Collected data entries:
□ □ □

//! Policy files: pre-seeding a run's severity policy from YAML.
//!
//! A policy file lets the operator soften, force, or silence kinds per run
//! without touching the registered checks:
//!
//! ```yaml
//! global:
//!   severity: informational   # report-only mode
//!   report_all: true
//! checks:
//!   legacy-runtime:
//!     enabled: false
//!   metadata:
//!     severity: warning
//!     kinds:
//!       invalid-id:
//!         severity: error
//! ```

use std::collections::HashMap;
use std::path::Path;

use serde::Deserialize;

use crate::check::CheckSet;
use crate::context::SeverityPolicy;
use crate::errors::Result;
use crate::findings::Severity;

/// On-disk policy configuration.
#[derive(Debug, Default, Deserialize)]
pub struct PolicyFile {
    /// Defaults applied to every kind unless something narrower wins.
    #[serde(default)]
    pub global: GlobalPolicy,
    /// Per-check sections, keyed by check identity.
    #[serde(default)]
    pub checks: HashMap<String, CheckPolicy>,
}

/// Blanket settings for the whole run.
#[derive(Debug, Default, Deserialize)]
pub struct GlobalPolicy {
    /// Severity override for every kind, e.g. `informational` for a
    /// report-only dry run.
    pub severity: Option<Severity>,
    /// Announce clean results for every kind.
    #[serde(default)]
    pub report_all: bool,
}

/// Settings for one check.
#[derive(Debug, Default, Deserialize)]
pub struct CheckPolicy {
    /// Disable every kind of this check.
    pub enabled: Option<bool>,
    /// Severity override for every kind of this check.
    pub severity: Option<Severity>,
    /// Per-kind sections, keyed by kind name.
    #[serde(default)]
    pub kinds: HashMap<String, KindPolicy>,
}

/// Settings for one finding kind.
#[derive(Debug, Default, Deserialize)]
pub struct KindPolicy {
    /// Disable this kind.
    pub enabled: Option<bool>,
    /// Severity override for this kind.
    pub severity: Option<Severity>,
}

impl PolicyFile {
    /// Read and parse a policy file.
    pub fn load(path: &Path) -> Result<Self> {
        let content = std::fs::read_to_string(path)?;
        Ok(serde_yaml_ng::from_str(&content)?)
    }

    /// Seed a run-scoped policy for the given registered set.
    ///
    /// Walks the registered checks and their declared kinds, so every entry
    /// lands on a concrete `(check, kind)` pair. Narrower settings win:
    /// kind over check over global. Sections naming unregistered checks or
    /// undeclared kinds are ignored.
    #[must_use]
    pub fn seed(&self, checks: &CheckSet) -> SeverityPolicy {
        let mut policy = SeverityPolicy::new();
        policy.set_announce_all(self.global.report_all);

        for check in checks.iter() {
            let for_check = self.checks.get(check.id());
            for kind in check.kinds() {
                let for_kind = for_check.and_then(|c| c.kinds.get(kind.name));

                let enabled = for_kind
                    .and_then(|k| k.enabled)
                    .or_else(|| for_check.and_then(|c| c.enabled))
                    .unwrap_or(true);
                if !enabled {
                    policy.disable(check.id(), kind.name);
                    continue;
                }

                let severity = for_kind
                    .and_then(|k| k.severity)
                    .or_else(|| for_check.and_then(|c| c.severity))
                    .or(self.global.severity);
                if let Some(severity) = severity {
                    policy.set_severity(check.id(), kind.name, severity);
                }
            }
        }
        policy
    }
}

□ □ □

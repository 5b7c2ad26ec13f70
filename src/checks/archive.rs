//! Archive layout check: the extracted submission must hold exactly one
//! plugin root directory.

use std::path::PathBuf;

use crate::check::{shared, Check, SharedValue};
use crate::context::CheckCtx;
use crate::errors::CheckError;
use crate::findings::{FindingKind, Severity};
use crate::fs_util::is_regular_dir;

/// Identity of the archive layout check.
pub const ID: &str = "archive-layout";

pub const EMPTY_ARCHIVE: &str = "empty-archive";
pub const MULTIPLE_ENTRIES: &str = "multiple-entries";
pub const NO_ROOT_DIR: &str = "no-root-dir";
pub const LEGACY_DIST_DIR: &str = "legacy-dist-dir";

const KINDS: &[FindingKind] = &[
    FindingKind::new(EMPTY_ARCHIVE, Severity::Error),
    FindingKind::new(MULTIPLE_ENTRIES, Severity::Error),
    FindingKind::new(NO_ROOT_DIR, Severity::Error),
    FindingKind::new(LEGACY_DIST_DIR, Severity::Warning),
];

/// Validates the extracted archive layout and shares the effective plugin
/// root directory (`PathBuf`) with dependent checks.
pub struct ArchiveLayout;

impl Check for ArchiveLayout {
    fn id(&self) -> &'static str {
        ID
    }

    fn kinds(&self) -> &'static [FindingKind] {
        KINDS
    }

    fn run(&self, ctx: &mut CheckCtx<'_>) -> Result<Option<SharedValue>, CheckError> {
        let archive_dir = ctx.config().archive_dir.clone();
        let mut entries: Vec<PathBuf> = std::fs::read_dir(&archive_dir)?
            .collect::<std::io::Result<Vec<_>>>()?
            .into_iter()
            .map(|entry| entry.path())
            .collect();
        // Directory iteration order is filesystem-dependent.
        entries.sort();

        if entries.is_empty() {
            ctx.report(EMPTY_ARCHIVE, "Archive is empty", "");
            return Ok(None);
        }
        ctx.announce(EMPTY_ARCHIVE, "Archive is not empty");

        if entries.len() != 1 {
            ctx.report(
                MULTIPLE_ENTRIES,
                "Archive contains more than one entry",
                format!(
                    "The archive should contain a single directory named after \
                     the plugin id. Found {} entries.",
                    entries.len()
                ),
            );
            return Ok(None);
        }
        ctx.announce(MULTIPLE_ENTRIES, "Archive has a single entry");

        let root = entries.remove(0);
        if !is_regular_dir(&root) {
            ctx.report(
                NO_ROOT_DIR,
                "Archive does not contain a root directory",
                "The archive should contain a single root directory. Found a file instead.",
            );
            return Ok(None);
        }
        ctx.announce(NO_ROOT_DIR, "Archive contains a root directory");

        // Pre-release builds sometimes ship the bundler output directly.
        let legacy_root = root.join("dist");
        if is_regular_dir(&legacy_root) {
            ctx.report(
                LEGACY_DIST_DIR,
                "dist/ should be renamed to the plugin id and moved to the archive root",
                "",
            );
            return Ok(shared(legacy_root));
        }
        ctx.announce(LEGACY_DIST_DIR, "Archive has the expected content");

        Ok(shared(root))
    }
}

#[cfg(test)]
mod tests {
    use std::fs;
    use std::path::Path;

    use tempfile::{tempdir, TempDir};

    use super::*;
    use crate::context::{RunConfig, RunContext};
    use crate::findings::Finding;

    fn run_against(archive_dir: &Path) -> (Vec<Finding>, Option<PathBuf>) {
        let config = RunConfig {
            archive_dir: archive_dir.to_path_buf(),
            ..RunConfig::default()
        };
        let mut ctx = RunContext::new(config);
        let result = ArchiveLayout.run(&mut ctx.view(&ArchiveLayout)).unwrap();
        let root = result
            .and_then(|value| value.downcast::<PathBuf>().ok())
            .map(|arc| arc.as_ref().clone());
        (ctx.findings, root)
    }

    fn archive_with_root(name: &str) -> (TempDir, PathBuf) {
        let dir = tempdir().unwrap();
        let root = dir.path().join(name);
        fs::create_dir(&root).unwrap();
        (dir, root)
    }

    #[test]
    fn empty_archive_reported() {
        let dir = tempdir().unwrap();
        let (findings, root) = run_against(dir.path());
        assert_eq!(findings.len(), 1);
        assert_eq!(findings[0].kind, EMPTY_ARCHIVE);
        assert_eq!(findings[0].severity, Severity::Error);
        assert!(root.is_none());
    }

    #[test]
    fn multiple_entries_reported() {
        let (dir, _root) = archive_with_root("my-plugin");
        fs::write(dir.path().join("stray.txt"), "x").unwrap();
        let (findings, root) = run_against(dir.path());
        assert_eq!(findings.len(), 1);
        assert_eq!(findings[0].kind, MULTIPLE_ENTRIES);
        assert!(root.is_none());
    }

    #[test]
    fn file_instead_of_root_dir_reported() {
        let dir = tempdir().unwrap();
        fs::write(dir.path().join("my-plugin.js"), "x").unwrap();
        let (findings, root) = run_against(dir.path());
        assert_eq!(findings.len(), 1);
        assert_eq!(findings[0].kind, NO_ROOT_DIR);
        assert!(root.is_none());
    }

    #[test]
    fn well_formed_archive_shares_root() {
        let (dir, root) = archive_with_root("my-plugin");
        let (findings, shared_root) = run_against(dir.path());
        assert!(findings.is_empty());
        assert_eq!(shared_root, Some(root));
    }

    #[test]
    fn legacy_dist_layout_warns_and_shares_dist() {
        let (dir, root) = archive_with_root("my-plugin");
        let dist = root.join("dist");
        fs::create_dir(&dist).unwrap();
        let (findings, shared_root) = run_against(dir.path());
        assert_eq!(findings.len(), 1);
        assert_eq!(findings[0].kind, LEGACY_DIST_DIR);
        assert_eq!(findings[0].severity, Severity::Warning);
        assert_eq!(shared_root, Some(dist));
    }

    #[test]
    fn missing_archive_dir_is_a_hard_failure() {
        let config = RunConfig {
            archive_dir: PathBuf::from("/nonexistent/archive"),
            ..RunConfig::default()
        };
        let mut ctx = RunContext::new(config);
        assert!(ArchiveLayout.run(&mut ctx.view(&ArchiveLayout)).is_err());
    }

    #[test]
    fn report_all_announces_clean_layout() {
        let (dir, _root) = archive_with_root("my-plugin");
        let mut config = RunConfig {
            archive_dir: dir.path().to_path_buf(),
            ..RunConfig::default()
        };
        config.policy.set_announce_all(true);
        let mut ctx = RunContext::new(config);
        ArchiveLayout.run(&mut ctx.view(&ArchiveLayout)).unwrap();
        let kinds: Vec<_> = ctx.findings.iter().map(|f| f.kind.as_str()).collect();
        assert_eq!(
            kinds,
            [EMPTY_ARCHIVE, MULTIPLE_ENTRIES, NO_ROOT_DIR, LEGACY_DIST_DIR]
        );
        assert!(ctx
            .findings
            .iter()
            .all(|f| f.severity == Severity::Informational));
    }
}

□ □ □

Problem statement:
Your task is to retype the entries verbatim, starting with the line that holds "assert!(findings.is_empty());" and stopping after the line that holds "assert_eq!(findings[0].severity, Severity::Warning);".

Written response:
        assert!(findings.is_empty());
        assert_eq!(shared_root, Some(root));
    }

    #[test]
    fn legacy_dist_layout_warns_and_shares_dist() {
        let (dir, root) = archive_with_root("my-plugin");
        let dist = root.join("dist");
        fs::create_dir(&dist).unwrap();
        let (findings, shared_root) = run_against(dir.path());
        assert_eq!(findings.len(), 1);
        assert_eq!(findings[0].kind, LEGACY_DIST_DIR);
        assert_eq!(findings[0].severity, Severity::Warning);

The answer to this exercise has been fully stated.